An open API service indexing awesome lists of open source software.

https://github.com/boppreh/cloud_backup_script

Uses rsync to upload immutable files (photos, videos, etc) to a Hetzner Storage Box
https://github.com/boppreh/cloud_backup_script

Last synced: 9 months ago
JSON representation

Uses rsync to upload immutable files (photos, videos, etc) to a Hetzner Storage Box

Awesome Lists containing this project

README

          

# update_cloud_backup.sh

A bash script that uploads local files to a cloud backup. Minimal dependencies, maximum data-integrity paranoia, and good performance. Intended for files that don't change, like photos and videos, and therefore should be safer than solutions that try to merge changes.

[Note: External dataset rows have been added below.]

impl ExecutionContext {
    /// Creates a new context with its own reactor thread ready to be driven by
    /// [`run`](Self::run).
    #[must_use]
    pub fn new(config: Config) -> Arc<Self> {
        Arc::new(Self(Arc::new(ContextInner::new(config))))
    }

    /// Returns a cheap, cloneable handle that I/O endpoints and spawned tasks use to
    /// resume work on this context.
    #[must_use]
    pub fn dispatcher(&self) -> Dispatcher {
        Dispatcher::new(self.0.clone())
    }

    /// Runs until stopped or until there is no outstanding work. Blocks the calling
    /// thread. Safe to call from multiple threads concurrently.
    pub fn run(self: &Arc<Self>) {
        self.0.run_loop(None, true, false);
    }

    /// Runs a single ready item (one posted continuation or one I/O completion) and
    /// returns. Returns `false` if nothing was ready and the context is not stopped.
    pub fn run_one(self: &Arc<Self>) -> bool {
        self.0.run_loop(None, false, true)
    }

    /// Runs ready work without blocking for more; returns once the fallback queue
    /// and reactor have both been drained for this call.
    pub fn poll(self: &Arc<Self>) {
        self.0.run_loop(Some(Instant::now()), false, false);
    }

    /// Like [`poll`](Self::poll) but stops after handling at most one item.
    pub fn poll_one(self: &Arc<Self>) -> bool {
        self.0.run_loop(Some(Instant::now()), false, true)
    }

    /// Runs for up to `duration`, or until stopped / out of work, whichever comes
    /// first.
    pub fn run_for(self: &Arc<Self>, duration: Duration) {
        self.0.run_loop(Some(Instant::now() + duration), true, false);
    }

    /// Runs until `deadline`, or until stopped / out of work, whichever comes first.
    pub fn run_until(self: &Arc<Self>, deadline: Instant) {
        self.0.run_loop(Some(deadline), true, false);
    }

    /// Requests that every thread currently blocked in `run*`/`poll*` return
    /// promptly. Unlike [`shutdown`](Self::shutdown), this does not run any
    /// [`Service::shutdown`] hook and does not drain the fallback queue - the context
    /// is left fully reusable via [`restart`](Self::restart).
    pub fn stop(&self) {
        self.0.stop();
    }

    /// Tears the context down: unblocks `run*`/`poll*`, drops whatever continuations
    /// are still queued, and runs every registered [`Service::shutdown`] hook in
    /// reverse registration order. Idempotent; also invoked from `Drop` if it was
    /// never called explicitly. A context that has been shut down should not be
    /// [`restart`](Self::restart)ed - its services have torn down their state.
    pub fn shutdown(&self) {
        self.0.shutdown();
    }

    /// Returns whether [`stop`](Self::stop) or [`shutdown`](Self::shutdown) has been
    /// called.
    #[must_use]
    pub fn is_stopped(&self) -> bool {
        self.0.stopped.load(Ordering::Acquire)
    }

    /// Clears the stopped flag so the context can be reused after a plain
    /// [`stop`](Self::stop) (not a [`shutdown`](Self::shutdown) - service state was
    /// never torn down, so there is nothing to reinitialize). Continuations still
    /// sitting in the fallback queue at the time of the stop were left untouched and
    /// resume being processed once the run loop is driven again.
    pub fn restart(&self) {
        self.0.stopped.store(false, Ordering::Release);
    }

    /// Returns whether the calling thread is currently inside a `run*`/`poll*` call
    /// on this context. [`Dispatcher::dispatch`] uses this to decide whether it can
    /// run a continuation inline.
    #[must_use]
    pub fn is_running_in_this_thread(&self) -> bool {
        ContextInner::is_current(&self.0)
    }

    /// Looks up the service of type `S`, creating it with `S::default()` if this is
    /// the first request for that type.
    pub fn use_service<S: Service + Default>(&self) -> Arc<S> {
        self.0.use_service::<S>()
    }

    /// Looks up the service of type `S` without creating it.
    #[must_use]
    pub fn find_service<S: Service>(&self) -> Option<Arc<S>> {
        self.0.find_service::<S>()
    }

    /// Registers `value` as the context's singleton instance of `S`.
    ///
    /// # Panics
    ///
    /// Panics if a service of type `S` is already registered; this is a logic error,
    /// not a recoverable failure - see the module docs on [`crate::error`].
    pub fn make_service<S: Service>(&self, value: S) -> Arc<S> {
        self.0.make_service(value)
    }
}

Uses rsync and other common Linux tools (available on Windows via [Git Bash](https://gitforwindows.org/)), and connects to the remote machine with simple SSH commands suitable for restricted shells (tested on [Hetzner Storage Box](https://www.hetzner.com/storage/storage-box)).

Runs are reported to [healthchecks.io](https://healthchecks.io), so that you get email alerts if any errors happen or if the script doesn't run on schedule.

## Design

This is a tool for **backup**, not *synchronization* or *cloud storage*.

- *Cloud storage* guarantees only one copy of your files, in the cloud. The vendor might still lose it, or lock you out.
- *Synchronization* propagates changes to remote copies. Even when the changes are undesirable, like ransomware encryption or accidental deletions.
- **Backup** is a redundant copy of your files, to be restored in case of data loss.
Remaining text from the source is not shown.